Based on the data, there may be opportunity in the following countries:

- Czech Republic
- United Kingdom
- India

It's worth keeping in mind that because the amount of data from each of these countries is relatively low. Because of this, we should be cautious spending too much money on new marketing campaigns, as the sample size is not large enough to give us high confidence. A better approach would be to run small campaigns in these countries, collecting and analyzing the new customers to make sure that these trends hold with new customers.

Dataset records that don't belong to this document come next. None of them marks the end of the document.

//! Exercise flow state machine.
//!
//! Sequences the four steps of an open lesson
//! (`Explanation → Free → Vocab → Qa`) and applies the correctness gating:
//! a graded step is only left after a correct verdict, at which point the
//! input locks and a "continue" affordance replaces "submit". The machine
//! is pure (it never talks to the network or the screen), so every
//! transition is testable in isolation.

use serde::{Deserialize, Serialize};
use tracing::debug;

use crate::content::{ExerciseStep, VerificationResult, VocabHint};
use crate::error::{KotobaError, Result};

// ============================================================================
// StepPhase and Advance
// ============================================================================

/// Where the learner is within the current step.
#[derive(Debug, Clone, Copy, Default, PartialEq, Eq, Serialize, Deserialize)]
#[serde(rename_all = "snake_case")]
pub enum StepPhase {
    /// Input is editable; a submission may be sent.
    #[default]
    Composing,
    /// A correct verdict arrived; input is locked and the learner may
    /// continue to the next step.
    Passed,
}

/// Outcome of a "next"/"continue" action.
#[derive(Debug, Clone, Copy, PartialEq, Eq)]
pub enum Advance {
    /// The flow moved to the given step.
    Moved(ExerciseStep),
    /// The final step was completed; the lesson is over.
    Done,
    /// The current step has not been passed yet; nothing changed.
    Blocked,
}

// ============================================================================
// ExerciseFlow
// ============================================================================

/// State of one open lesson's exercise progression.
#[derive(Debug, Clone)]
pub struct ExerciseFlow {
    lesson_id: u32,
    step: ExerciseStep,
    phase: StepPhase,
    qa_prompt: Option<String>,
    hints: Vec<VocabHint>,
    feedback: Option<VerificationResult>,
}

impl ExerciseFlow {
    /// Opens a lesson at the `Explanation` step.
    #[must_use]
    pub fn new(lesson_id: u32) -> Self {
        Self {
            lesson_id,
            step: ExerciseStep::Explanation,
            phase: StepPhase::Composing,
            qa_prompt: None,
            hints: Vec::new(),
            feedback: None,
        }
    }

    /// The lesson this flow belongs to.
    #[must_use]
    pub const fn lesson_id(&self) -> u32 {
        self.lesson_id
    }

    /// The step currently shown.
    #[must_use]
    pub const fn step(&self) -> ExerciseStep {
        self.step
    }

    /// The phase within the current step.
    #[must_use]
    pub const fn phase(&self) -> StepPhase {
        self.phase
    }

    /// Returns `true` while the input control is locked (correct verdict
    /// received, waiting for "continue").
    #[must_use]
    pub const fn is_input_locked(&self) -> bool {
        matches!(self.phase, StepPhase::Passed)
    }

    /// The prompt selected for the Q&A step, once entered.
    #[must_use]
    pub fn qa_prompt(&self) -> Option<&str> {
        self.qa_prompt.as_deref()
    }

    /// Vocabulary hints fetched during the current `Vocab` step.
    #[must_use]
    pub fn hints(&self) -> &[VocabHint] {
        &self.hints
    }

    /// The most recent verdict for the current step, for display.
    #[must_use]
    pub const fn feedback(&self) -> Option<&VerificationResult> {
        self.feedback.as_ref()
    }

    /// Checks a submission locally before any network call.
    ///
    /// Rejects empty sentences and submissions against a locked input or
    /// an ungraded step. On rejection nothing changes and no call may be
    /// issued.
    pub fn validate_submission(&self, sentence: &str) -> Result<()> {
        if !self.step.is_graded() {
            return Err(KotobaError::validation(
                "nothing to submit on the explanation step",
            ));
        }
        if self.is_input_locked() {
            return Err(KotobaError::validation(
                "this step is already passed; continue to the next one",
            ));
        }
        if sentence.trim().is_empty() {
            return Err(KotobaError::validation("please enter a sentence"));
        }
        Ok(())
    }

    /// Applies a grading verdict to the current step.
    ///
    /// A correct verdict locks the input; an incorrect one leaves it
    /// editable for another attempt (there is no retry limit). The
    /// verdict is kept for display and discarded on step change.
    ///
    /// Returns `true` if the verdict was correct.
    pub fn apply_verdict(&mut self, result: VerificationResult) -> bool {
        debug!(
            lesson_id = self.lesson_id,
            step = %self.step,
            is_correct = result.is_correct,
            "verdict applied"
        );
        let passed = result.is_correct;
        if passed {
            self.phase = StepPhase::Passed;
        }
        self.feedback = Some(result);
        passed
    }

    /// Attempts to move to the next step.
    ///
    /// `Explanation` advances unconditionally; graded steps require a
    /// prior correct verdict. Completing `Qa` yields [`Advance::Done`].
    /// Entering a new step resets input, feedback, and hint state.
    pub fn advance(&mut self) -> Advance {
        if self.step.is_graded() && !self.is_input_locked() {
            return Advance::Blocked;
        }

        match self.step.next() {
            Some(next) => {
                debug!(lesson_id = self.lesson_id, from = %self.step, to = %next, "step advanced");
                self.step = next;
                self.reset_step_state();
                Advance::Moved(next)
            }
            None => {
                debug!(lesson_id = self.lesson_id, "lesson completed");
                Advance::Done
            }
        }
    }

    /// Records the prompt chosen for the Q&A step at the moment it is
    /// entered.
    pub fn set_qa_prompt(&mut self, prompt: Option<String>) {
        self.qa_prompt = prompt;
    }

    /// Appends fetched vocabulary hints to the displayed set.
    ///
    /// Repeated fetches within the `Vocab` step simply accumulate; they
    /// do not affect grading.
    pub fn add_hints(&mut self, hints: impl IntoIterator<Item = VocabHint>) {
        self.hints.extend(hints);
    }

    /// Re-enters the current step with fresh content (the regenerate
    /// path): input, feedback, and hint state are reset; the step itself
    /// does not change.
    pub fn reenter_step(&mut self) {
        debug!(lesson_id = self.lesson_id, step = %self.step, "step re-entered");
        self.reset_step_state();
    }

    fn reset_step_state(&mut self) {
        self.phase = StepPhase::Composing;
        self.qa_prompt = None;
        self.hints.clear();
        self.feedback = None;
    }
}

## Albums vs Individual Tracks

Write a query that categorizes each invoice as either an album purchase or not, and calculates the following summary statistics:

- Number of invoices
- Percentage of invoices

In [15]:
%%sql

WITH invoice_first_track AS
    (
     SELECT
         il.InvoiceId InvoiceId,
         MIN(il.TrackId) first_track_id
     FROM InvoiceLine il
     GROUP BY 1
    )
SELECT
    album_purchase,
    COUNT(InvoiceId) number_of_invoices,
    CAST(count(InvoiceId) AS FLOAT) / (
                                         SELECT COUNT(*) FROM Invoice
                                      ) percent  
FROM
    (
    SELECT
        ifs.*,
        CASE
            WHEN
                 (
                  SELECT t.TrackId FROM Track t
                  WHERE t.AlbumId = (
                                      SELECT t2.AlbumId FROM Track t2
                                      WHERE t2.TrackId = ifs.first_track_id
                                     ) 

                  EXCEPT 

                  SELECT il2.TrackId FROM InvoiceLine il2
                  WHERE il2.InvoiceId = ifs.InvoiceId
                 ) IS NULL
             AND
                 (
                  SELECT il2.TrackId FROM InvoiceLine il2
                  WHERE il2.InvoiceId = ifs.InvoiceId

                  EXCEPT 

                  SELECT t.TrackId FROM Track t
                  WHERE t.AlbumId = (
                                      SELECT t2.AlbumId FROM Track t2
                                      WHERE t2.trackId = ifs.first_track_id
                                     ) 
                 ) IS NULL
             THEN "yes"
             ELSE "no"
         END AS "album_purchase"
     FROM invoice_first_track ifs
    )
GROUP BY album_purchase;    

 * sqlite:///chinook.db
Done.


album_purchase,number_of_invoices,percent
no,410,0.9951456310679612
yes,2,0.0048543689320388